Tuesday, December 8, 2009

The Muni Bond Bubble

from Mish Shedlock:

In New Jersey, governor-elect Christie opposes (and rightfully so), the state going deeper in debt but that is not stopping the current administration of Jon Corzine.

Please consider N.J. to Borrow $200 Million Amid Incoming Governor’s Opposition.

New Jersey, the third-most indebted U.S. state, will sell more than $200 million in bonds today to finance voter-approved capital projects a week after Governor- elect Christopher Christie said he opposed borrowing more money.

The state will issue $209.1 million of bonds, including $205 million of tax-exempt securities, the largest such competitively bid offering in the market today, according to Bloomberg data. Christie, a Republican who defeated Democratic incumbent Jon Corzine last month, said he opposed new bond sales after the state last week detailed $2.7 billion in borrowing it plans for the remainder of the fiscal year, which ends in June.

The state’s bond sale today will finance clean water and open-space preservation projects, according to a preliminary official statement. The state is also planning to sell $1.4 billion of bonds for transportation and $1.1 billion for school construction before June 30, according to a Nov. 30 report.

Christie, 47, a former U.S. attorney, told Bloomberg News last week that New Jersey “can’t have any more debt” and that any projections for borrowing will be “rendered meaningless” when he takes office on Jan. 19.

New Jersey has $36.5 billion of gross tax-supported debt, the third highest of the 50 states, according to a report released in July by Moody’s Investors Service. Moody’s rates the state’s bonds Aa3, the fourth highest ranking. California has the most, at $75.2 billion.

New York City is leading the municipal market this week as issuers seek to borrow more than $10 billion, according to Bloomberg data. New York, the largest borrower among U.S. cities, is selling $1.4 billion of taxable and tax-exempt securities, including $616 million of Build America Bonds. By yesterday, the city had taken orders from individual investors for $440 million of the tax-exempt bonds, and for $20 million in Build America Bonds that it expects to finish pricing on Dec. 10, according to Ray Orlando, a spokesman for the city Office of Management and Budget.

Yields on conventional 20-year municipal debt fell to an eight-week low of 4.24 percent, down 1.34 percentage points from a year ago, according to a weekly Bond Buyer index.
New Jersey Perspective

New Jersey has $36.5 billion of gross tax-supported debt.
California has $75.2 billion of gross tax-supported debt.
New Jersey has a population of 8,682,661.
California has a population of 36,756,666.

Let's do the math.
New Jersey has 23.6% of the population of California and 48.5% of the tax supported debt.

Municipal Bond Bubble

It is not just New Jersey going nuts, California clearly did as well, and cities like New York are in deep trouble.
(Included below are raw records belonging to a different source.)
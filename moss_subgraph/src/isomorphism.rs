use moss_common::Graph;
use tracing::trace;

use crate::contains;

/// Are `a` and `b` the same graph up to renumbering?
///
/// Cheap checks first (sizes, hash code), then a containment search of one
/// graph in the other, which for equal sizes is an isomorphism test. Both
/// graphs must be connected; clones are prepared internally.
pub fn is_isomorphic(a: &Graph, b: &Graph) -> bool {
    if a.node_count() != b.node_count() || a.edge_count() != b.edge_count() {
        return false;
    }
    if a.hash_code() != b.hash_code() {
        trace!("hash codes differ");
        return false;
    }
    let mut pattern = a.clone();
    if !pattern.prepare_embed() {
        return false;
    }
    let mut host = b.clone();
    host.prepare();
    contains(&host, &pattern)
}

#[cfg(test)]
mod tests {
    use super::*;
    use moss_common::*;

    #[test]
    fn relabeled_graphs_are_isomorphic() {
        let g = acetic_acid();
        let mut h = g.clone();
        h.permute(&[2, 3, 1, 0].map(NodeId::new)).unwrap();
        assert!(is_isomorphic(&g, &h));
    }

    #[test]
    fn bond_types_break_isomorphism() {
        assert!(!is_isomorphic(&benzene(), &cyclohexane()));
        assert!(!is_isomorphic(&ethanol(), &acetic_acid()));
    }

    #[test]
    fn equal_hashes_still_need_a_match() {
        // both are 3-regular on 6 nodes with identical local structure
        let prism = Graph::from_parts(
            &[elements::C; 6],
            &[
                (0, 1, bonds::SINGLE),
                (1, 2, bonds::SINGLE),
                (2, 0, bonds::SINGLE),
                (3, 4, bonds::SINGLE),
                (4, 5, bonds::SINGLE),
                (5, 3, bonds::SINGLE),
                (0, 3, bonds::SINGLE),
                (1, 4, bonds::SINGLE),
                (2, 5, bonds::SINGLE),
            ],
        )
        .unwrap();
        let k33 = Graph::from_parts(
            &[elements::C; 6],
            &[
                (0, 3, bonds::SINGLE),
                (0, 4, bonds::SINGLE),
                (0, 5, bonds::SINGLE),
                (1, 3, bonds::SINGLE),
                (1, 4, bonds::SINGLE),
                (1, 5, bonds::SINGLE),
                (2, 3, bonds::SINGLE),
                (2, 4, bonds::SINGLE),
                (2, 5, bonds::SINGLE),
            ],
        )
        .unwrap();
        assert_eq!(prism.hash_code(), k33.hash_code());
        assert!(!is_isomorphic(&prism, &k33));
        assert!(is_isomorphic(&prism, &prism.clone()));
    }
}
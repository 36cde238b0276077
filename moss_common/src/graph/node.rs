use super::{EdgeId, NodeType};

/// Mark value of an element nobody has touched.
pub const MARK_CLEAR: i32 = -1;

/// Marks at or below this value flag an element as structurally excluded;
/// [`Graph::clear_marks`](super::Graph::clear_marks) leaves them alone.
pub const MARK_EXCLUDED: i32 = -2;

/// A node of an attributed graph.
#[derive(Clone, Debug, PartialEq, Eq)]
pub struct Node {
    pub(super) ty: NodeType,
    pub(super) edges: Vec<EdgeId>,
    pub(super) mark: i32,
}

impl Node {
    pub(super) fn new(ty: NodeType) -> Self {
        Self {
            ty,
            edges: Vec::new(),
            mark: MARK_CLEAR,
        }
    }

    /// Node type.
    #[must_use]
    pub const fn ty(&self) -> NodeType {
        self.ty
    }

    /// Number of incident edges.
    pub fn degree(&self) -> usize {
        self.edges.len()
    }

    /// Incident edges, sorted by `(edge type, neighbor type)` once the graph
    /// has been prepared.
    pub fn edges(&self) -> &[EdgeId] {
        &self.edges
    }

    /// Caller-owned scratch value. None of the graph algorithms read or write it.
    pub fn mark(&self) -> i32 {
        self.mark
    }

    /// Is the node flagged as structurally excluded?
    #[must_use]
    pub const fn is_excluded(&self) -> bool {
        self.mark <= MARK_EXCLUDED
    }
}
The city of Vallejo, California fired a huge warning shot by declaring bankruptcy. However, that warning shot has largely been ignored.

Given there is no realistic way for this debt to be paid back, municipal bonds are in a bubble.

People are chasing municipals because of tax exempt status but they are not compensated for for the risk. Please consider the following table courtesy of Investing Bonds



Assuming a 28% tax bracket, the effective yield on a 4% yield muni is 5.56. 20 year treasuries are yielding about 4%. A lousy 1.5% is all you get for the additional risk that a municipal bond blows up. I hardly see how it can possibly be worth it.

Although there is no provision for states to declare bankruptcy (there should be), cities, municipalities, and counties can.

I expect several counties in Florida to default. Major cities like Houston are a distinct possibility as well. Please see City of Houston is Bankrupt (So are California, Oregon, and Pension Plans in General) for details.

When counties and counties start declaring bankruptcy, municipal bond yields are going to soar across the board.

If there is little to no compensation for this risk (and there isn't), then why take it? As with the "free lunch" of Asset Backed Commercial Paper, investors are going to learn the hard way once again.